**WHAT YOU WILL DO:**
All lines in the data below carrying the string "decimal" are to be located and copied.

**RECORD EXCERPTS:**
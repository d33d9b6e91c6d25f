//! `geomoves animate`: run the full timed animation for one person.

use anyhow::{bail, Result};
use geomoves_core::animation::{GeoMoves, RunSummary, TickReport};

use crate::config::Config;
use crate::driver::run_animation;
use crate::family_file::load_tree;
use crate::inspect::find_person;
use crate::render::OutputMode;

pub async fn run_animate(config: &Config, person_id: &str, mode: OutputMode) -> Result<()> {
    let settings = config.animation_settings()?;
    let tree = load_tree(&config.tree.path)?;
    let root = find_person(&tree, person_id)?.handle;

    let mut geomoves = GeoMoves::new(
        tree,
        mode.surface(),
        Box::new(config.name_display()),
        settings,
    );
    let summary = run_animation(&mut geomoves, &root, |report| print_level(mode, report)).await?;
    match summary {
        Some(summary) => print_summary(mode, &summary),
        None => bail!("person not found: {}", person_id),
    }
    Ok(())
}

fn print_level(mode: OutputMode, report: &TickReport) {
    match mode {
        OutputMode::Human => println!("level {}  {}", report.level, report.status),
        OutputMode::Json => {
            let line = serde_json::json!({ "event": "level", "report": report });
            println!("{}", line);
        }
    }
}

fn print_summary(mode: OutputMode, summary: &RunSummary) {
    match mode {
        OutputMode::Human => {
            println!(
                "done  {} persons, {} paths, {} places over {} generations",
                summary.persons_drawn, summary.paths_drawn, summary.marks, summary.levels
            );
            if !summary.missing.is_empty() {
                println!("places without coordinates:");
                for place in &summary.missing {
                    println!("  {}  {}", place.place_id, place.title);
                }
            }
        }
        OutputMode::Json => {
            let line = serde_json::json!({ "event": "summary", "summary": summary });
            println!("{}", line);
        }
    }
}
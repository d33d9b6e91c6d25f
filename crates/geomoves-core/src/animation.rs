//! Timed, generation-by-generation animation.
//!
//! [`GeoMoves`] is a state machine:
//!
//! ```text
//! Idle ──build_map──▶ Running(0) ──tick──▶ Running(1) ── … ──▶ Finished
//!   ▲                                                             │
//!   └──────────────────────── build_map ◀─────────────────────────┘
//! ```
//!
//! Each tick draws one level and arms the next one through a [`Timer`].
//! Every run is tagged with a fresh [`RunToken`]; ticks carrying an older
//! token are discarded, so restarting while a tick is pending is safe even
//! when the timer cannot be cancelled in time.

use std::time::Duration;

use serde::Serialize;
use tracing::{debug, info};

use crate::aggregate::{build_path, drawing_order, MarkHistory};
use crate::color::Rgb16;
use crate::date::{Calendar, YearKey};
use crate::extract::Extractor;
use crate::models::{EventType, Handle, MissingCoordinates, Person};
use crate::names::NameDisplay;
use crate::surface::{Bounds, MapSurface};
use crate::tree::{resolve, FamilyTree};
use crate::walker::GenerationWalker;

/// Tunables read from the user's configuration.
#[derive(Debug, Clone, PartialEq)]
pub struct AnimationSettings {
    /// Deepest level drawn; a run takes `maximum_generations + 1` ticks.
    pub maximum_generations: u32,
    /// Delay before each tick.
    pub generation_interval: Duration,
    pub color_base: Rgb16,
    pub calendar: Calendar,
}

impl Default for AnimationSettings {
    fn default() -> Self {
        Self {
            maximum_generations: 10,
            generation_interval: Duration::from_millis(500),
            color_base: Rgb16::from_rgb8(0xff, 0xa5, 0x00),
            calendar: Calendar::Gregorian,
        }
    }
}

#[derive(Debug, Clone, Copy, PartialEq, Eq, Serialize)]
#[serde(tag = "state", rename_all = "snake_case")]
pub enum AnimationState {
    Idle,
    Running { level: u32 },
    Finished,
}

/// Identifies one run. Strictly increasing per [`GeoMoves`] instance.
#[derive(Debug, Clone, Copy, PartialEq, Eq, PartialOrd, Ord, Hash, Serialize)]
pub struct RunToken(pub u64);

/// A scheduled request to draw `level` of run `run`.
#[derive(Debug, Clone, Copy, PartialEq, Eq)]
pub struct Tick {
    pub run: RunToken,
    pub level: u32,
}

/// Schedules ticks. At most one tick is outstanding at a time.
pub trait Timer {
    /// Deliver `tick` after `delay`, replacing any pending tick.
    fn arm(&mut self, delay: Duration, tick: Tick);

    /// Drop the pending tick, if any.
    fn disarm(&mut self);
}

/// Timer that only remembers what it was asked to do; tests fire ticks by
/// hand.
#[derive(Debug, Default)]
pub struct ManualTimer {
    pending: Option<(Duration, Tick)>,
    armed: usize,
}

impl ManualTimer {
    pub fn new() -> Self {
        Self::default()
    }

    pub fn pending(&self) -> Option<(Duration, Tick)> {
        self.pending
    }

    /// Take the pending tick, as if it had fired.
    pub fn fire(&mut self) -> Option<Tick> {
        self.pending.take().map(|(_, tick)| tick)
    }

    /// How many times `arm` was called.
    pub fn armed_count(&self) -> usize {
        self.armed
    }
}

impl Timer for ManualTimer {
    fn arm(&mut self, delay: Duration, tick: Tick) {
        self.pending = Some((delay, tick));
        self.armed += 1;
    }

    fn disarm(&mut self) {
        self.pending = None;
    }
}

/// Everything one run accumulates. Built fresh for every `build_map` and
/// dropped when the run finishes or is replaced.
#[derive(Debug)]
pub struct AnimationRun {
    token: RunToken,
    root_name: String,
    walker: GenerationWalker,
    history: MarkHistory,
    color: Rgb16,
    bounds: Option<Bounds>,
    missing: Vec<MissingCoordinates>,
    persons_drawn: usize,
    paths_drawn: usize,
}

impl AnimationRun {
    fn new(token: RunToken, root: Handle, root_name: String, settings: &AnimationSettings) -> Self {
        Self {
            token,
            root_name,
            walker: GenerationWalker::new(root, settings.maximum_generations),
            history: MarkHistory::new(),
            color: settings.color_base,
            bounds: None,
            missing: Vec::new(),
            persons_drawn: 0,
            paths_drawn: 0,
        }
    }

    pub fn token(&self) -> RunToken {
        self.token
    }

    pub fn root(&self) -> &Handle {
        self.walker.root()
    }

    pub fn walker(&self) -> &GenerationWalker {
        &self.walker
    }

    pub fn history(&self) -> &MarkHistory {
        &self.history
    }

    pub fn color(&self) -> Rgb16 {
        self.color
    }

    pub fn bounds(&self) -> Option<Bounds> {
        self.bounds
    }

    pub fn missing(&self) -> &[MissingCoordinates] {
        &self.missing
    }

    fn add_missing(&mut self, found: Vec<MissingCoordinates>) {
        for m in found {
            if !self.missing.iter().any(|known| known.place_id == m.place_id) {
                self.missing.push(m);
            }
        }
    }

    fn summary(&self) -> RunSummary {
        RunSummary {
            run: self.token,
            root: self.walker.root().clone(),
            root_name: self.root_name.clone(),
            levels: self.walker.max_level() as u32 + 1,
            persons_drawn: self.persons_drawn,
            paths_drawn: self.paths_drawn,
            marks: self.history.len(),
            bounds: self.bounds,
            missing: self.missing.clone(),
        }
    }
}

/// What one tick drew.
#[derive(Debug, Clone, PartialEq, Serialize)]
pub struct TickReport {
    pub run: RunToken,
    pub level: u32,
    pub persons: usize,
    pub paths: usize,
    pub new_marks: usize,
    pub total_marks: usize,
    /// Informational status line for the level.
    pub status: String,
}

/// Totals for a finished run.
#[derive(Debug, Clone, PartialEq, Serialize)]
pub struct RunSummary {
    pub run: RunToken,
    pub root: Handle,
    pub root_name: String,
    pub levels: u32,
    pub persons_drawn: usize,
    pub paths_drawn: usize,
    pub marks: usize,
    pub bounds: Option<Bounds>,
    pub missing: Vec<MissingCoordinates>,
}

#[derive(Debug, Clone, PartialEq)]
pub enum TickOutcome {
    /// The tick belonged to a superseded run or an unexpected level.
    Stale,
    Continued(TickReport),
    Finished {
        last: TickReport,
        summary: RunSummary,
    },
}

/// The animation: owns the tree, the surface and the settings, and holds
/// at most one active run.
pub struct GeoMoves<T: FamilyTree, S: MapSurface> {
    tree: T,
    surface: S,
    names: Box<dyn NameDisplay>,
    settings: AnimationSettings,
    last_token: u64,
    state: AnimationState,
    run: Option<AnimationRun>,
}

impl<T: FamilyTree, S: MapSurface> GeoMoves<T, S> {
    pub fn new(tree: T, surface: S, names: Box<dyn NameDisplay>, settings: AnimationSettings) -> Self {
        Self {
            tree,
            surface,
            names,
            settings,
            last_token: 0,
            state: AnimationState::Idle,
            run: None,
        }
    }

    pub fn state(&self) -> AnimationState {
        self.state
    }

    pub fn current_run(&self) -> Option<&AnimationRun> {
        self.run.as_ref()
    }

    pub fn surface(&self) -> &S {
        &self.surface
    }

    pub fn surface_mut(&mut self) -> &mut S {
        &mut self.surface
    }

    pub fn tree(&self) -> &T {
        &self.tree
    }

    pub fn settings(&self) -> &AnimationSettings {
        &self.settings
    }

    /// Start a new run from `root`, abandoning any run in progress.
    ///
    /// Returns `false` (and stays idle on a cleared map) when `root` does
    /// not resolve to a person.
    pub fn build_map(&mut self, root: &Handle, timer: &mut dyn Timer) -> bool {
        self.last_token += 1;
        let token = RunToken(self.last_token);
        timer.disarm();
        self.surface.clear_all();
        self.run = None;
        self.state = AnimationState::Idle;

        let Some(person) = resolve("person", root, self.tree.get_person_from_handle(root)) else {
            info!(%root, "root person not found, nothing to animate");
            return false;
        };
        let name = self.names.display(&person);
        info!(
            %root,
            run = token.0,
            generations = self.settings.maximum_generations,
            "animation started"
        );

        self.surface
            .add_message(&format!("All descendants of {}", name));
        self.run = Some(AnimationRun::new(token, root.clone(), name, &self.settings));
        self.state = AnimationState::Running { level: 0 };
        timer.arm(
            self.settings.generation_interval,
            Tick {
                run: token,
                level: 0,
            },
        );
        true
    }

    /// Draw the level carried by `tick` and arm the next one.
    pub fn on_tick(&mut self, tick: Tick, timer: &mut dyn Timer) -> TickOutcome {
        let expected = match self.state {
            AnimationState::Running { level } => level,
            _ => {
                debug!(run = tick.run.0, "tick while not running, ignored");
                return TickOutcome::Stale;
            }
        };
        let Some(mut run) = self.run.take() else {
            return TickOutcome::Stale;
        };
        if run.token != tick.run || tick.level != expected {
            debug!(
                run = tick.run.0,
                level = tick.level,
                active = run.token.0,
                expected,
                "stale tick discarded"
            );
            self.run = Some(run);
            return TickOutcome::Stale;
        }

        let report = self.draw_level(&mut run, tick.level);

        if tick.level >= self.settings.maximum_generations {
            let summary = run.summary();
            info!(
                run = run.token.0,
                persons = summary.persons_drawn,
                marks = summary.marks,
                "animation finished"
            );
            self.state = AnimationState::Finished;
            return TickOutcome::Finished {
                last: report,
                summary,
            };
        }

        let next = tick.level + 1;
        self.state = AnimationState::Running { level: next };
        timer.arm(
            self.settings.generation_interval,
            Tick {
                run: run.token,
                level: next,
            },
        );
        self.run = Some(run);
        TickOutcome::Continued(report)
    }

    fn draw_level(&mut self, run: &mut AnimationRun, level: u32) -> TickReport {
        let tree: &dyn FamilyTree = &self.tree;
        let depth = i32::try_from(level).unwrap_or(i32::MAX);
        run.walker.advance_to(tree, depth);
        run.walker.record_level(tree, depth);

        let extractor = Extractor::new(tree, self.names.as_ref(), self.settings.calendar);
        let mut persons: Vec<(YearKey, Person)> = run
            .walker
            .visits()
            .at_level(depth)
            .filter_map(|h| resolve("person", h, tree.get_person_from_handle(h)))
            .map(|p| (birth_key(tree, &p, self.settings.calendar), p))
            .collect();
        // Known birth keys first, chronologically; undated persons last.
        persons.sort_by_key(|(key, _)| (!key.is_known(), *key));

        let mut paths = 0;
        let mut new_marks = 0;
        for (_, person) in &persons {
            let extraction = extractor.person_marks(Some(person));
            run.add_missing(extraction.missing);
            let ordered = drawing_order(&extraction.marks);

            if let Some(path) = build_path(&ordered, run.color) {
                self.surface.add_path(&path);
                paths += 1;
            }
            run.color = run.color.shifted(level);
            for mark in &ordered {
                match run.bounds.as_mut() {
                    Some(bounds) => bounds.extend(mark.latitude, mark.longitude),
                    None => run.bounds = Some(Bounds::around(mark.latitude, mark.longitude)),
                }
            }
            new_marks += run.history.merge(&ordered);
        }
        run.persons_drawn += persons.len();
        run.paths_drawn += paths;

        self.surface.add_markers(run.history.marks());
        if let Some(bounds) = run.bounds {
            self.surface.hint_viewport(&bounds);
        }

        let status = format!(
            "{}: generation {} of {}, {} persons, {} places",
            run.root_name,
            level,
            self.settings.maximum_generations,
            run.persons_drawn,
            run.history.len()
        );
        debug!(run = run.token.0, level, persons = persons.len(), paths, new_marks, "level drawn");

        TickReport {
            run: run.token,
            level,
            persons: persons.len(),
            paths,
            new_marks,
            total_marks: run.history.len(),
            status,
        }
    }
}

/// Key used to order persons within a level: the birth date, else the
/// earliest known event date, else unknown.
fn birth_key(tree: &dyn FamilyTree, person: &Person, calendar: Calendar) -> YearKey {
    let mut earliest: Option<YearKey> = None;
    for event_ref in &person.event_refs {
        let Some(event) = resolve(
            "event",
            &event_ref.handle,
            tree.get_event_from_handle(&event_ref.handle),
        ) else {
            continue;
        };
        let Ok(date) = event.date.to_calendar(calendar) else {
            continue;
        };
        let key = date.year_key();
        if !key.is_known() {
            continue;
        }
        if event.event_type == EventType::Birth {
            return key;
        }
        earliest = Some(earliest.map_or(key, |e| e.min(key)));
    }
    earliest.unwrap_or(YearKey::UNKNOWN)
}
//! Latitude/longitude normalization.
//!
//! Places store coordinates as free-form strings. [`conv_lat_lon`] turns a
//! pair into decimal degrees rounded to eight decimals, or rejects the pair
//! when either half is empty, unparseable, or out of range.
//!
//! Accepted forms, with `.` or `,` as the decimal separator:
//!
//! ```text
//! 50.8463      -3.25       +12,5
//! N 50.8463    50.8463N    3.25 W
//! 50°50'46.8"N   50:50:46.8   W 3° 15'
//! ```

#[derive(Debug, Clone, Copy, PartialEq, Eq)]
enum Axis {
    Latitude,
    Longitude,
}

impl Axis {
    fn limit(self) -> f64 {
        match self {
            Axis::Latitude => 90.0,
            Axis::Longitude => 180.0,
        }
    }

    /// Sign implied by a hemisphere letter, `None` if the letter does not
    /// belong to this axis.
    fn hemisphere_sign(self, letter: char) -> Option<f64> {
        match (self, letter) {
            (Axis::Latitude, 'N') | (Axis::Longitude, 'E') => Some(1.0),
            (Axis::Latitude, 'S') | (Axis::Longitude, 'W') => Some(-1.0),
            _ => None,
        }
    }
}

/// Normalize a latitude/longitude pair. Both halves must be usable.
pub fn conv_lat_lon(latitude: &str, longitude: &str) -> Option<(f64, f64)> {
    let lat = parse_coordinate(latitude, Axis::Latitude)?;
    let lon = parse_coordinate(longitude, Axis::Longitude)?;
    Some((lat, lon))
}

/// Render a normalized value the way it is stored in marks (`D.D8`).
pub fn format_degrees(value: f64) -> String {
    format!("{:.8}", value)
}

fn parse_coordinate(raw: &str, axis: Axis) -> Option<f64> {
    let mut text = raw.trim().to_uppercase();
    if text.is_empty() {
        return None;
    }

    let mut sign = 1.0;
    if let Some(first) = text.chars().next().filter(char::is_ascii_alphabetic) {
        sign = axis.hemisphere_sign(first)?;
        text.remove(0);
    } else if let Some(last) = text.chars().last().filter(char::is_ascii_alphabetic) {
        sign = axis.hemisphere_sign(last)?;
        text.pop();
    }

    let text = text.trim().replace(',', ".");
    if text.is_empty() {
        return None;
    }

    let value = if text.contains(['°', '\'', '"', ':', '′', '″']) {
        parse_sexagesimal(&text)?
    } else {
        text.parse::<f64>().ok()?
    };
    if !value.is_finite() {
        return None;
    }

    let value = if sign < 0.0 { -value.abs() } else { value };
    if value.abs() > axis.limit() {
        return None;
    }
    Some((value * 1e8).round() / 1e8)
}

fn parse_sexagesimal(text: &str) -> Option<f64> {
    let parts: Vec<&str> = text
        .split(|c: char| matches!(c, '°' | '\'' | '"' | ':' | '′' | '″') || c.is_whitespace())
        .filter(|p| !p.is_empty())
        .collect();
    if parts.is_empty() || parts.len() > 3 {
        return None;
    }

    let degrees: f64 = parts[0].parse().ok()?;
    let minutes: f64 = match parts.get(1) {
        Some(p) => p.parse().ok()?,
        None => 0.0,
    };
    let seconds: f64 = match parts.get(2) {
        Some(p) => p.parse().ok()?,
        None => 0.0,
    };
    if !(0.0..60.0).contains(&minutes) || !(0.0..60.0).contains(&seconds) {
        return None;
    }

    let magnitude = degrees.abs() + minutes / 60.0 + seconds / 3600.0;
    Some(if parts[0].starts_with('-') {
        -magnitude
    } else {
        magnitude
    })
}
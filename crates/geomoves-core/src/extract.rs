//! Geocoded mark extraction.
//!
//! For one person, walks their own events and the events of every family
//! they belong to, and turns each event that has a dated, geocoded place
//! into a [`Mark`]. Places without usable coordinates are reported
//! separately in [`Extraction::missing`].
//!
//! Extraction is best-effort: an unresolvable event, an unconvertible date,
//! or an event without a place is skipped and never aborts the rest.

use tracing::debug;

use crate::coords::conv_lat_lon;
use crate::date::Calendar;
use crate::models::{Event, EventRef, Family, Handle, Mark, MissingCoordinates, Person};
use crate::names::NameDisplay;
use crate::tree::{resolve, FamilyTree};

/// Marks and missing-coordinate places produced for one subject.
#[derive(Debug, Clone, Default, PartialEq)]
pub struct Extraction {
    pub marks: Vec<Mark>,
    /// Deduplicated by place id, in encounter order.
    pub missing: Vec<MissingCoordinates>,
}

impl Extraction {
    fn add_missing(&mut self, place_id: &str, title: &str) {
        if !self.missing.iter().any(|m| m.place_id == place_id) {
            self.missing.push(MissingCoordinates {
                place_id: place_id.to_string(),
                title: title.to_string(),
            });
        }
    }
}

/// Marks for one person; shorthand for [`Extractor::person_marks`].
pub fn extract_person_marks(
    tree: &dyn FamilyTree,
    names: &dyn NameDisplay,
    calendar: Calendar,
    person: Option<&Person>,
) -> Extraction {
    Extractor::new(tree, names, calendar).person_marks(person)
}

/// Turns events into marks using a tree, a name formatter and a calendar.
pub struct Extractor<'a> {
    tree: &'a dyn FamilyTree,
    names: &'a dyn NameDisplay,
    calendar: Calendar,
}

impl<'a> Extractor<'a> {
    pub fn new(tree: &'a dyn FamilyTree, names: &'a dyn NameDisplay, calendar: Calendar) -> Self {
        Self {
            tree,
            names,
            calendar,
        }
    }

    /// Marks for a person's own events followed by the events of each of
    /// their families. `None` yields an empty extraction.
    pub fn person_marks(&self, person: Option<&Person>) -> Extraction {
        let mut out = Extraction::default();
        let Some(person) = person else {
            return out;
        };

        let name = self.names.display(person);
        for event_ref in &person.event_refs {
            let Some(event) = self.event(event_ref) else {
                continue;
            };
            let label = format!("{} : {}", event.event_type, name);
            self.push_event(&mut out, person, event_ref, &event, &label);
        }

        let mut couple: Option<String> = None;
        for family_handle in &person.families {
            let Some(family) = resolve(
                "family",
                family_handle,
                self.tree.get_family_from_handle(family_handle),
            ) else {
                continue;
            };
            // Family events are labelled with the couple of the primary
            // family, whichever family they belong to.
            let label = couple
                .get_or_insert_with(|| self.primary_couple(person))
                .as_str();
            for event_ref in &family.event_refs {
                let Some(event) = self.event(event_ref) else {
                    continue;
                };
                self.push_event(&mut out, person, event_ref, &event, label);
            }
        }
        out
    }

    /// Marks for a family's own events, attributed to its first resolvable
    /// parent. A family without parents yields nothing.
    pub fn family_marks(&self, family: Option<&Family>) -> Extraction {
        let mut out = Extraction::default();
        let Some(family) = family else {
            return out;
        };
        let Some(subject) = [&family.father, &family.mother]
            .into_iter()
            .flatten()
            .find_map(|h| resolve("person", h, self.tree.get_person_from_handle(h)))
        else {
            return out;
        };
        let label = self.couple_label(family);
        for event_ref in &family.event_refs {
            let Some(event) = self.event(event_ref) else {
                continue;
            };
            self.push_event(&mut out, &subject, event_ref, &event, &label);
        }
        out
    }

    fn event(&self, event_ref: &EventRef) -> Option<Event> {
        resolve(
            "event",
            &event_ref.handle,
            self.tree.get_event_from_handle(&event_ref.handle),
        )
    }

    fn push_event(
        &self,
        out: &mut Extraction,
        person: &Person,
        event_ref: &EventRef,
        event: &Event,
        descriptor: &str,
    ) {
        let date = match event.date.to_calendar(self.calendar) {
            Ok(date) => date,
            Err(err) => {
                debug!(event = %event.gramps_id, error = %err, "skipping event with unusable date");
                return;
            }
        };
        let Some(place_handle) = &event.place else {
            return;
        };
        let Some(place) = resolve(
            "place",
            place_handle,
            self.tree.get_place_from_handle(place_handle),
        ) else {
            return;
        };

        match conv_lat_lon(&place.latitude, &place.longitude) {
            Some((latitude, longitude)) => out.marks.push(Mark {
                place_title: place.title.clone(),
                event_type: event.event_type.clone(),
                person_id: person.gramps_id.clone(),
                latitude,
                longitude,
                descriptor: descriptor.to_string(),
                year_key: date.year_key(),
                place_id: place.gramps_id.clone(),
                event_id: event.gramps_id.clone(),
                role: event_ref.role.clone(),
            }),
            None => out.add_missing(&place.gramps_id, &place.title),
        }
    }

    fn primary_couple(&self, person: &Person) -> String {
        person
            .primary_family()
            .and_then(|h| resolve("family", h, self.tree.get_family_from_handle(h)))
            .map(|family| self.couple_label(&family))
            .unwrap_or_else(|| " - ".to_string())
    }

    /// `"<father> - <mother>"`; a missing parent leaves its side empty.
    pub fn couple_label(&self, family: &Family) -> String {
        let name_of = |handle: &Option<Handle>| {
            handle
                .as_ref()
                .and_then(|h| resolve("person", h, self.tree.get_person_from_handle(h)))
                .map(|p| self.names.display(&p))
                .unwrap_or_default()
        };
        format!("{} - {}", name_of(&family.father), name_of(&family.mother))
    }
}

**RESULT FOR THIS TASK:**
//! pair into decimal degrees rounded to eight decimals, or rejects the pair
//! Accepted forms, with `.` or `,` as the decimal separator:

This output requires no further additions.